-- Input follows --
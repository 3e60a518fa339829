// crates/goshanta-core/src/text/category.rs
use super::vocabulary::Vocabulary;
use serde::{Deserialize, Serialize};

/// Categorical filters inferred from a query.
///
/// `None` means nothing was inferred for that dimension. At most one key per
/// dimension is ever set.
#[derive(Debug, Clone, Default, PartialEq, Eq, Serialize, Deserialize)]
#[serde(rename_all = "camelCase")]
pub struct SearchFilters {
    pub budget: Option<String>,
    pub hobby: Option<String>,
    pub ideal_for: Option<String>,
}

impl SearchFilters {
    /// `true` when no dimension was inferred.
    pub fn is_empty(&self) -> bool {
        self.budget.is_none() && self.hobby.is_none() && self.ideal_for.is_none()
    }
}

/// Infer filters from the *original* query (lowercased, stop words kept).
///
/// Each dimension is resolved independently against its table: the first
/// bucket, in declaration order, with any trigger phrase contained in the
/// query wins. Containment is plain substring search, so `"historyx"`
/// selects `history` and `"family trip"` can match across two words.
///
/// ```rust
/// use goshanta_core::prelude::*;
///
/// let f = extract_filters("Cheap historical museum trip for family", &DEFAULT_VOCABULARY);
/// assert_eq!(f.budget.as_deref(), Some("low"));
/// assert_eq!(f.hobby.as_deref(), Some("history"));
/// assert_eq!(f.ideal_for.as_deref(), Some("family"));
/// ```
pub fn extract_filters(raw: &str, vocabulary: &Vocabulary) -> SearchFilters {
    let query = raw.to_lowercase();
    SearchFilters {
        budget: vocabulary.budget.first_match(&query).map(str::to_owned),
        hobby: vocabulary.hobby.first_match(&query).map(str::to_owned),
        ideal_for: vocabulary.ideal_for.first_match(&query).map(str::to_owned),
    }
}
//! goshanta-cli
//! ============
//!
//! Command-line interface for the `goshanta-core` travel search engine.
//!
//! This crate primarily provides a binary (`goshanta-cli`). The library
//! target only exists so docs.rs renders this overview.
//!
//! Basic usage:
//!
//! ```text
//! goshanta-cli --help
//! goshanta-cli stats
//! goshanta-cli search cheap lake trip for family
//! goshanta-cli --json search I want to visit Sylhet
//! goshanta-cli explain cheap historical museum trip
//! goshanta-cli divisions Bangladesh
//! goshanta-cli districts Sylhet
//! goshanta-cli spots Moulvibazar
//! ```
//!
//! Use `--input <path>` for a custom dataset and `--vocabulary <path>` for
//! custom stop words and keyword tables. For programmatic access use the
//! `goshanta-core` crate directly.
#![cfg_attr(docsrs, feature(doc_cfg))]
-- Input concluded --
-- Input follows --
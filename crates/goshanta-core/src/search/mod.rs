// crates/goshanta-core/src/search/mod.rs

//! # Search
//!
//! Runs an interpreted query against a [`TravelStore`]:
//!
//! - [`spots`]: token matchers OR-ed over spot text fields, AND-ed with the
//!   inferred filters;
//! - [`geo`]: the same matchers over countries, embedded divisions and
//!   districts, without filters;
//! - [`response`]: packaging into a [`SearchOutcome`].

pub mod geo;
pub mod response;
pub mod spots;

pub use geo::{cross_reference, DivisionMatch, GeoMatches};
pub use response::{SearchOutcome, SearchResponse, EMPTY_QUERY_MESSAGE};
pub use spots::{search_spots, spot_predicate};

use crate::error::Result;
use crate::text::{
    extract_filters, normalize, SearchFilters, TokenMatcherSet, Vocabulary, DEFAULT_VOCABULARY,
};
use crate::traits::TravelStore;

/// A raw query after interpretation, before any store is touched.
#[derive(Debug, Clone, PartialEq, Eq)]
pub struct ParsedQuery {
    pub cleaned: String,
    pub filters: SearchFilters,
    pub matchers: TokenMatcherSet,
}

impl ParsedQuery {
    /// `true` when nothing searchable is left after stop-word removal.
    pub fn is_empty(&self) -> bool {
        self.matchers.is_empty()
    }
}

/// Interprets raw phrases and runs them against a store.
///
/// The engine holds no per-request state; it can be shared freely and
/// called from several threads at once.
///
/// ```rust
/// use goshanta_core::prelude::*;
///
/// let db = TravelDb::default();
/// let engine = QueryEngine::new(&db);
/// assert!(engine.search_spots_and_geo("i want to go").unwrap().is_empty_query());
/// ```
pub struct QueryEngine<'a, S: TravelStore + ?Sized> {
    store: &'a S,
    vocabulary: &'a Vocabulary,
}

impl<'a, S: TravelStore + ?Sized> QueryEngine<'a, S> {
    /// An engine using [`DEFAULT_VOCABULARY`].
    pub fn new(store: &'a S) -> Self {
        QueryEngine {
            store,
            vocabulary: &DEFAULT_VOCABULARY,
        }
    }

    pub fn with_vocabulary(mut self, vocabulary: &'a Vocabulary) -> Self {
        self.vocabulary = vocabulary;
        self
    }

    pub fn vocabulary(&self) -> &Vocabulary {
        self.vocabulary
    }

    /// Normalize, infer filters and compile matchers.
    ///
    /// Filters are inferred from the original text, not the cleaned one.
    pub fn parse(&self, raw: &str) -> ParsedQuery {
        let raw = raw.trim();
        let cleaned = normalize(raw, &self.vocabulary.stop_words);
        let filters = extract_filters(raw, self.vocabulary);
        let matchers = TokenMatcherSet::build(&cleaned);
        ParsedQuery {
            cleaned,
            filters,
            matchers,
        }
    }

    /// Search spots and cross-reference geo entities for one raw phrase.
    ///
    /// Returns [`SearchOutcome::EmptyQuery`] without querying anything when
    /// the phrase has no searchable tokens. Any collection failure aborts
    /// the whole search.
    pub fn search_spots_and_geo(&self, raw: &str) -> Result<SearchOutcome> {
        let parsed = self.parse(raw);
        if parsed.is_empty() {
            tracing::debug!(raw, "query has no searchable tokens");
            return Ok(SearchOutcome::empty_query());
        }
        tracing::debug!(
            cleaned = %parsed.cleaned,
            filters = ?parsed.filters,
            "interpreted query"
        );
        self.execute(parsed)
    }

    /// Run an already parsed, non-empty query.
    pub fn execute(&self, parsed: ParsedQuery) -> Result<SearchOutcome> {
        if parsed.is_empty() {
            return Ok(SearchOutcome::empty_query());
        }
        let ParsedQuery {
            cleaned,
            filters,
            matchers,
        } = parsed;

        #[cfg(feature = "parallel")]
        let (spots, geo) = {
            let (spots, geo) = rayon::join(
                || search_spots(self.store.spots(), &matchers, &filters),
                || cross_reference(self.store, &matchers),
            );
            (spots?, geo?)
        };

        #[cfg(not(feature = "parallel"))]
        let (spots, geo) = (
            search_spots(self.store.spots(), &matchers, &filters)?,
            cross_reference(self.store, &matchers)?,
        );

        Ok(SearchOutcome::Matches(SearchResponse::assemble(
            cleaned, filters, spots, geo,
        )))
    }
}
-- Input concluded --
-- Input follows --
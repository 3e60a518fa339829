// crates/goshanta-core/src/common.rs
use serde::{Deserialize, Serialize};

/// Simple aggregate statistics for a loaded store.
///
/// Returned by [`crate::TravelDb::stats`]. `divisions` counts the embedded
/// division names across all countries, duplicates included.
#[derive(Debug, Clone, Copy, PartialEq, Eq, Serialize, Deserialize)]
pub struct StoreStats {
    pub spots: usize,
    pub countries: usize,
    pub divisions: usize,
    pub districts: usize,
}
-- Input concluded --
Task statement — Once you have found every line in the listing that holds the string "nothing", copy each of them.

Solution to the problem —
/// `None` means nothing was inferred for that dimension. At most one key per
    /// `true` when nothing searchable is left after stop-word removal.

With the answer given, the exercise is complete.